**Directions**:
Produce the records below again, word for word, but stop after the line that contains "use crate::transport::RawInstance;".

Collection entries

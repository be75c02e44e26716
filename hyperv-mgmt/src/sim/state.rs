//! Object store of the simulated host. Serializable so it can be persisted between runs.

use crate::classes;
use crate::handle::ObjectPath;
use crate::job::JobState;
use crate::query::Query;
use crate::session::ServiceRole;
use crate::transport::RawInstance;
use crate::value::{EmbeddedObject, Properties, PropertyMap, Value};
use serde::{Deserialize, Serialize};
use std::collections::{BTreeMap, VecDeque};
use uuid::Uuid;

pub const SIM_HOST_NAME: &str = "HV-SIM";
pub const DEFAULT_EXTERNAL_PORT: &str = "Ethernet";

#[derive(Debug, Clone, PartialEq, Serialize, Deserialize)]
pub struct SimObject {
    pub class: String,
    pub properties: PropertyMap,
}

#[derive(Debug, Clone, PartialEq, Serialize, Deserialize)]
pub struct SimJob {
    pub states: VecDeque<JobState>,
    #[serde(default)]
    pub error_description: String,
}

#[derive(Debug, Clone, Default, PartialEq, Serialize, Deserialize)]
pub struct SimState {
    #[serde(default)]
    pub objects: BTreeMap<ObjectPath, SimObject>,
    #[serde(default)]
    pub jobs: BTreeMap<ObjectPath, SimJob>,
}

impl SimState {
    /// A host with its management services, its own computer system and one physical NIC.
    pub fn seeded() -> Self {
        let mut state = SimState::default();
        let service_names = [
            (ServiceRole::VirtualSystemManagement, "vmms"),
            (ServiceRole::ImageManagement, "vhdsvc"),
            (ServiceRole::SwitchManagement, "nvspwmi"),
            (ServiceRole::Security, "securitysvc"),
        ];
        for (role, name) in service_names {
            state.insert(
                ObjectPath::keyed(role.class_name(), "Name", name),
                role.class_name(),
                props([("Name", name.into()), ("SystemName", SIM_HOST_NAME.into())]),
            );
        }
        state.insert(
            ObjectPath::keyed(classes::COMPUTER_SYSTEM, "Name", SIM_HOST_NAME),
            classes::COMPUTER_SYSTEM,
            props([
                ("Name", SIM_HOST_NAME.into()),
                ("ElementName", SIM_HOST_NAME.into()),
                ("Caption", classes::HOST_CAPTION.into()),
                ("EnabledState", 2u16.into()),
            ]),
        );
        state.add_external_port(DEFAULT_EXTERNAL_PORT);
        state
    }

    pub fn add_external_port(&mut self, name: &str) -> ObjectPath {
        let device_id = format!("Microsoft:{}", Uuid::new_v4().to_string().to_uppercase());
        let path = ObjectPath::keyed(classes::EXTERNAL_ETHERNET_PORT, "DeviceID", &device_id);
        self.insert(
            path.clone(),
            classes::EXTERNAL_ETHERNET_PORT,
            props([
                ("DeviceID", device_id.into()),
                ("ElementName", name.into()),
                ("Name", name.into()),
            ]),
        );
        path
    }

    /// A plain file on the host, e.g. an ISO or an existing disk image.
    pub fn add_file(&mut self, name: &str, size: u64) -> ObjectPath {
        let path = ObjectPath::keyed(classes::DATA_FILE, "Name", name);
        self.insert(
            path.clone(),
            classes::DATA_FILE,
            props([("Name", name.into()), ("FileSize", size.into())]),
        );
        path
    }

    pub fn insert(&mut self, path: ObjectPath, class: &str, properties: PropertyMap) {
        self.objects.insert(
            path,
            SimObject {
                class: class.to_string(),
                properties,
            },
        );
    }

    pub fn get(&self, path: &ObjectPath) -> Option<&SimObject> {
        self.objects.get(path)
    }

    pub fn get_mut(&mut self, path: &ObjectPath) -> Option<&mut SimObject> {
        self.objects.get_mut(path)
    }

    pub fn contains(&self, path: &ObjectPath) -> bool {
        self.objects.contains_key(path)
    }

    pub fn remove(&mut self, path: &ObjectPath) -> Option<SimObject> {
        self.objects.remove(path)
    }

    pub fn query(&self, query: &Query) -> Vec<RawInstance> {
        self.objects
            .iter()
            .filter(|(_, obj)| obj.class == query.class && query.matches(&obj.properties))
            .map(|(path, obj)| raw(path, obj))
            .collect()
    }

    pub fn instance(&self, path: &ObjectPath) -> Option<RawInstance> {
        self.objects.get(path).map(|obj| raw(path, obj))
    }

    /// Store a setting object as a child of the configuration whose InstanceID is `parent_id`.
    pub fn add_child(&mut self, parent_id: &str, obj: EmbeddedObject) -> ObjectPath {
        let instance_id = format!("{parent_id}\\{}", Uuid::new_v4().to_string().to_uppercase());
        let path = ObjectPath::keyed(&obj.class, "InstanceID", &instance_id);
        let mut properties = obj.properties;
        properties.insert("InstanceID".into(), instance_id.into());
        self.insert(path.clone(), &obj.class, properties);
        path
    }

    /// Paths of objects whose InstanceID is nested below `instance_id`.
    pub fn descendants(&self, instance_id: &str) -> Vec<ObjectPath> {
        let prefix = format!("{instance_id}\\");
        self.objects
            .iter()
            .filter(|(_, obj)| obj.properties.get_str("InstanceID").is_some_and(|id| id.starts_with(&prefix)))
            .map(|(path, _)| path.clone())
            .collect()
    }

    pub fn add_job(&mut self, states: Vec<JobState>, error_description: &str) -> ObjectPath {
        let id = Uuid::new_v4().to_string().to_uppercase();
        let path = ObjectPath::keyed(classes::CONCRETE_JOB, "InstanceID", &id);
        self.jobs.insert(
            path.clone(),
            SimJob {
                states: states.into(),
                error_description: error_description.to_string(),
            },
        );
        path
    }

    pub fn is_job(&self, path: &ObjectPath) -> bool {
        self.jobs.contains_key(path)
    }

    /// Current view of a job; each fetch advances the script until its last state.
    pub fn poll_job(&mut self, path: &ObjectPath) -> Option<RawInstance> {
        let job = self.jobs.get_mut(path)?;
        let state = if job.states.len() > 1 {
            job.states.pop_front()
        } else {
            job.states.front().copied()
        }
        .unwrap_or(JobState::Completed);

        let mut properties = props([
            ("JobState", u16::from(state).into()),
            ("InstanceID", path.as_str().into()),
        ]);
        if state.is_complete() && !state.is_successful() {
            properties.insert("ErrorDescription".into(), job.error_description.clone().into());
        }
        Some(RawInstance {
            path: path.clone(),
            class: classes::CONCRETE_JOB.to_string(),
            properties,
        })
    }
}

pub(crate) fn props<const N: usize>(entries: [(&str, Value); N]) -> PropertyMap {
    entries.into_iter().map(|(k, v)| (k.to_string(), v)).collect()
}

fn raw(path: &ObjectPath, obj: &SimObject) -> RawInstance {
    RawInstance {
        path: path.clone(),
        class: obj.class.clone(),
        properties: obj.properties.clone(),
    }
}
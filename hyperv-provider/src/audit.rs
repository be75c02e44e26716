//! Audit logging for reconciliation events.
//!
//! Events are always emitted through tracing with `target: "audit"`. A
//! recording logger additionally keeps them in memory so callers can inspect
//! what happened during a call, e.g. which sub-resources were skipped.

use std::fmt::Display;
use std::sync::{Mutex, PoisonError};

use chrono::{DateTime, Utc};
use serde::Serialize;

use crate::resources::ResourceKind;

#[derive(Debug, Clone, Copy, PartialEq, Eq, Serialize)]
#[serde(rename_all = "lowercase")]
pub enum LogLevel {
    Debug,
    Info,
    Audit,
    Warn,
    Error,
}

#[derive(Debug, Clone, PartialEq, Eq, Serialize)]
pub struct AuditEvent {
    pub timestamp: DateTime<Utc>,
    pub level: LogLevel,
    pub component: String,
    pub message: String,
    pub object_ids: Vec<String>,
}

/// Component-scoped audit logger.
pub struct AuditLogger {
    component: String,
    recorded: Option<Mutex<Vec<AuditEvent>>>,
}

impl AuditLogger {
    pub fn new(component: &str) -> Self {
        Self {
            component: component.to_string(),
            recorded: None,
        }
    }

    /// Logger that also keeps every event in memory.
    pub fn recording(component: &str) -> Self {
        Self {
            component: component.to_string(),
            recorded: Some(Mutex::new(Vec::new())),
        }
    }

    pub fn log(&self, level: LogLevel, message: impl Into<String>, object_ids: Vec<String>) {
        let message = message.into();

        match level {
            LogLevel::Error => {
                tracing::error!(target: "audit", component = %self.component, objects = ?object_ids, "{}", message)
            }
            LogLevel::Warn => {
                tracing::warn!(target: "audit", component = %self.component, objects = ?object_ids, "{}", message)
            }
            LogLevel::Audit | LogLevel::Info => {
                tracing::info!(target: "audit", component = %self.component, objects = ?object_ids, "{}", message)
            }
            LogLevel::Debug => {
                tracing::debug!(target: "audit", component = %self.component, objects = ?object_ids, "{}", message)
            }
        }

        if let Some(recorded) = &self.recorded {
            recorded.lock().unwrap_or_else(PoisonError::into_inner).push(AuditEvent {
                timestamp: Utc::now(),
                level,
                component: self.component.clone(),
                message,
                object_ids,
            });
        }
    }

    pub fn events(&self) -> Vec<AuditEvent> {
        self.recorded
            .as_ref()
            .map(|r| r.lock().unwrap_or_else(PoisonError::into_inner).clone())
            .unwrap_or_default()
    }
}

/// Audit logger with reconciliation-specific methods.
pub struct ProviderAuditLogger {
    inner: AuditLogger,
}

impl Default for ProviderAuditLogger {
    fn default() -> Self {
        Self::new()
    }
}

impl ProviderAuditLogger {
    pub fn new() -> Self {
        Self {
            inner: AuditLogger::new("hyperv-provider"),
        }
    }

    pub fn recording() -> Self {
        Self {
            inner: AuditLogger::recording("hyperv-provider"),
        }
    }

    pub fn events(&self) -> Vec<AuditEvent> {
        self.inner.events()
    }

    /// Recorded events that concern the resource `id`.
    pub fn events_for(&self, id: &str) -> Vec<AuditEvent> {
        self.events()
            .into_iter()
            .filter(|e| e.object_ids.iter().any(|o| o == id))
            .collect()
    }

    // === Lifecycle Events ===

    pub fn resource_created(&self, kind: ResourceKind, id: &str) {
        self.inner
            .log(LogLevel::Audit, format!("{} '{}' created", kind, id), vec![id.to_string()]);
    }

    pub fn resource_already_present(&self, kind: ResourceKind, id: &str) {
        self.inner.log(
            LogLevel::Info,
            format!("{} '{}' already exists, nothing to create", kind, id),
            vec![id.to_string()],
        );
    }

    pub fn resource_updated(&self, kind: ResourceKind, id: &str, groups: &[&str]) {
        self.inner.log(
            LogLevel::Audit,
            format!("{} '{}' updated ({})", kind, id, groups.join(", ")),
            vec![id.to_string()],
        );
    }

    pub fn resource_deleted(&self, kind: ResourceKind, id: &str) {
        self.inner
            .log(LogLevel::Audit, format!("{} '{}' deleted", kind, id), vec![id.to_string()]);
    }

    pub fn resource_already_absent(&self, kind: ResourceKind, id: &str) {
        self.inner.log(
            LogLevel::Info,
            format!("{} '{}' does not exist, nothing to delete", kind, id),
            vec![id.to_string()],
        );
    }

    // === Partial Failures ===

    /// A declared sub-resource could not be created; the parent was kept.
    pub fn sub_resource_skipped(&self, kind: ResourceKind, id: &str, sub_resource: &str, error: &dyn Display) {
        self.inner.log(
            LogLevel::Warn,
            format!("{} '{}': skipped {}: {}", kind, id, sub_resource, error),
            vec![id.to_string()],
        );
    }

    /// A machine stopped for an update could not be started again; the update stands.
    pub fn restart_failed(&self, kind: ResourceKind, id: &str, error: &dyn Display) {
        self.inner.log(
            LogLevel::Warn,
            format!("{} '{}': failed to restart after update: {}", kind, id, error),
            vec![id.to_string()],
        );
    }

    pub fn operation_failed(&self, kind: ResourceKind, id: &str, operation: &str, error: &dyn Display) {
        self.inner.log(
            LogLevel::Error,
            format!("{} '{}': {} failed: {}", kind, id, operation, error),
            vec![id.to_string()],
        );
    }
}
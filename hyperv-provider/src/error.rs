//! Errors returned by reconcilers and the driver.

use crate::resources::ResourceKind;
use hyperv_mgmt::MgmtError;
use thiserror::Error;

#[derive(Debug, Error)]
pub enum ReconcileError {
    /// A session, query or remote method failed.
    #[error("{kind} '{id}': {source}")]
    Remote {
        kind: ResourceKind,
        id: String,
        #[source]
        source: MgmtError,
    },

    #[error("{kind} '{id}': {reason}")]
    InvalidInput {
        kind: ResourceKind,
        id: String,
        reason: String,
    },

    #[error("{kind} '{id}': {field} cannot be changed once the resource exists")]
    Immutable {
        kind: ResourceKind,
        id: String,
        field: &'static str,
    },

    #[error("{kind} '{id}' does not exist on the host")]
    Missing { kind: ResourceKind, id: String },

    #[error("{kind} '{id}': {method} returned an unexpected result: {reason}")]
    UnexpectedResponse {
        kind: ResourceKind,
        id: String,
        method: &'static str,
        reason: String,
    },

    #[error("malformed {kind} document: {source}")]
    Document {
        kind: ResourceKind,
        #[source]
        source: serde_json::Error,
    },
}

impl ReconcileError {
    pub fn kind(&self) -> ResourceKind {
        match self {
            ReconcileError::Remote { kind, .. }
            | ReconcileError::InvalidInput { kind, .. }
            | ReconcileError::Immutable { kind, .. }
            | ReconcileError::Missing { kind, .. }
            | ReconcileError::UnexpectedResponse { kind, .. }
            | ReconcileError::Document { kind, .. } => *kind,
        }
    }

    pub fn remote(&self) -> Option<&MgmtError> {
        match self {
            ReconcileError::Remote { source, .. } => Some(source),
            _ => None,
        }
    }
}

pub type Result<T> = std::result::Result<T, ReconcileError>;

#[cfg(test)]
mod tests {
    use super::*;

    #[test]
    fn test_remote_message_names_resource_and_method() {
        let err = ReconcileError::Remote {
            kind: ResourceKind::Machine,
            id: "web-01".into(),
            source: MgmtError::JobFailure {
                method: "DefineSystem".into(),
                code: Some(32769),
                state: None,
                detail: "Access Denied.".into(),
            },
        };
        assert_eq!(
            err.to_string(),
            "machine 'web-01': DefineSystem failed (return code 32769): Access Denied."
        );
        assert!(err.remote().is_some_and(MgmtError::is_job_failure));
    }
}
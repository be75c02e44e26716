//! Session providers: where reconciliation calls get their sessions from.

use crate::error::Result;
use crate::session::ManagementSession;
use crate::transport::ManagementTransport;
use async_trait::async_trait;
use std::collections::HashMap;
use std::sync::{Arc, Mutex};
use tracing::debug;

/// Hands out sessions that are exclusively owned until released.
#[async_trait]
pub trait SessionProvider: Send + Sync {
    async fn acquire(&self, host: &str) -> Result<ManagementSession>;

    /// Return a session obtained from `acquire`.
    async fn release(&self, session: ManagementSession);
}

/// Opens a new session per call and closes it on release.
pub struct FreshSessions {
    transport: Arc<dyn ManagementTransport>,
}

impl FreshSessions {
    pub fn new(transport: Arc<dyn ManagementTransport>) -> Self {
        Self { transport }
    }
}

#[async_trait]
impl SessionProvider for FreshSessions {
    async fn acquire(&self, host: &str) -> Result<ManagementSession> {
        ManagementSession::open(self.transport.as_ref(), host).await
    }

    async fn release(&self, mut session: ManagementSession) {
        session.close().await;
    }
}

/// Keeps idle sessions per host and checks them out exclusively.
pub struct PooledSessions {
    transport: Arc<dyn ManagementTransport>,
    max_idle_per_host: usize,
    idle: Mutex<HashMap<String, Vec<ManagementSession>>>,
}

impl PooledSessions {
    pub fn new(transport: Arc<dyn ManagementTransport>, max_idle_per_host: usize) -> Self {
        Self {
            transport,
            max_idle_per_host,
            idle: Mutex::new(HashMap::new()),
        }
    }

    pub fn idle_count(&self, host: &str) -> usize {
        self.idle
            .lock()
            .map(|idle| idle.get(&pool_key(host)).map_or(0, Vec::len))
            .unwrap_or(0)
    }

    /// Close every idle session.
    pub async fn drain(&self) {
        let sessions: Vec<ManagementSession> = match self.idle.lock() {
            Ok(mut idle) => idle.drain().flat_map(|(_, v)| v).collect(),
            Err(_) => Vec::new(),
        };
        for mut session in sessions {
            session.close().await;
        }
    }

    fn checkout(&self, host: &str) -> Option<ManagementSession> {
        let mut idle = self.idle.lock().ok()?;
        let sessions = idle.get_mut(&pool_key(host))?;
        while let Some(session) = sessions.pop() {
            if session.is_open() {
                return Some(session);
            }
        }
        None
    }

    /// Returns the session back when the pool for its host is full.
    fn checkin(&self, key: String, session: ManagementSession) -> Option<ManagementSession> {
        let Ok(mut idle) = self.idle.lock() else {
            return Some(session);
        };
        let sessions = idle.entry(key).or_default();
        if sessions.len() >= self.max_idle_per_host {
            return Some(session);
        }
        sessions.push(session);
        None
    }
}

#[async_trait]
impl SessionProvider for PooledSessions {
    async fn acquire(&self, host: &str) -> Result<ManagementSession> {
        if let Some(session) = self.checkout(host) {
            debug!(session = %session.id(), host = %session.host(), "Reusing pooled session");
            return Ok(session);
        }
        ManagementSession::open(self.transport.as_ref(), host).await
    }

    async fn release(&self, session: ManagementSession) {
        if !session.is_open() {
            return;
        }
        let key = pool_key(session.target());
        if let Some(mut overflow) = self.checkin(key, session) {
            overflow.close().await;
        }
    }
}

fn pool_key(host: &str) -> String {
    let host = host.trim();
    if host.is_empty() || host == "." || host.eq_ignore_ascii_case("localhost") {
        ".".to_string()
    } else {
        host.to_ascii_lowercase()
    }
}

#[cfg(test)]
mod tests {
    use super::*;
    use crate::session::ServiceRole;
    use crate::sim::SimulatedHost;

    #[tokio::test]
    async fn test_fresh_sessions_close_on_release() {
        let host = SimulatedHost::new();
        let provider = FreshSessions::new(Arc::new(host.clone()));

        for _ in 0..2 {
            let session = provider.acquire("").await.unwrap();
            provider.release(session).await;
        }

        let stats = host.stats();
        assert_eq!(stats.connects, 2);
        assert_eq!(stats.closes, 2);
    }

    #[tokio::test]
    async fn test_pooled_sessions_are_reused() {
        let host = SimulatedHost::new();
        let pool = PooledSessions::new(Arc::new(host.clone()), 2);

        let session = pool.acquire("").await.unwrap();
        let first_id = session.id();
        session.service(ServiceRole::VirtualSystemManagement).await.unwrap();
        pool.release(session).await;
        assert_eq!(pool.idle_count("localhost"), 1);

        let session = pool.acquire(".").await.unwrap();
        assert_eq!(session.id(), first_id);
        assert_eq!(pool.idle_count(""), 0);
        pool.release(session).await;

        assert_eq!(host.stats().connects, 1);
        assert_eq!(host.stats().closes, 0);

        pool.drain().await;
        assert_eq!(host.stats().closes, 1);
    }

    #[tokio::test]
    async fn test_pooled_sessions_are_exclusive() {
        let host = SimulatedHost::new();
        let pool = PooledSessions::new(Arc::new(host.clone()), 1);

        let a = pool.acquire("hv-01").await.unwrap();
        let b = pool.acquire("HV-01").await.unwrap();
        assert_ne!(a.id(), b.id());

        pool.release(a).await;
        pool.release(b).await;

        // Second release overflowed the pool and was closed.
        assert_eq!(pool.idle_count("hv-01"), 1);
        assert_eq!(host.stats().closes, 1);
    }
}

**Output for this exercise**:
repository be75c02e44e26716
filename hyperv-mgmt/src/sim/state.rs
//! Object store of the simulated host. Serializable so it can be persisted between runs.

use crate::classes;
use crate::handle::ObjectPath;
use crate::job::JobState;
use crate::query::Query;
use crate::session::ServiceRole;
use crate::transport::RawInstance;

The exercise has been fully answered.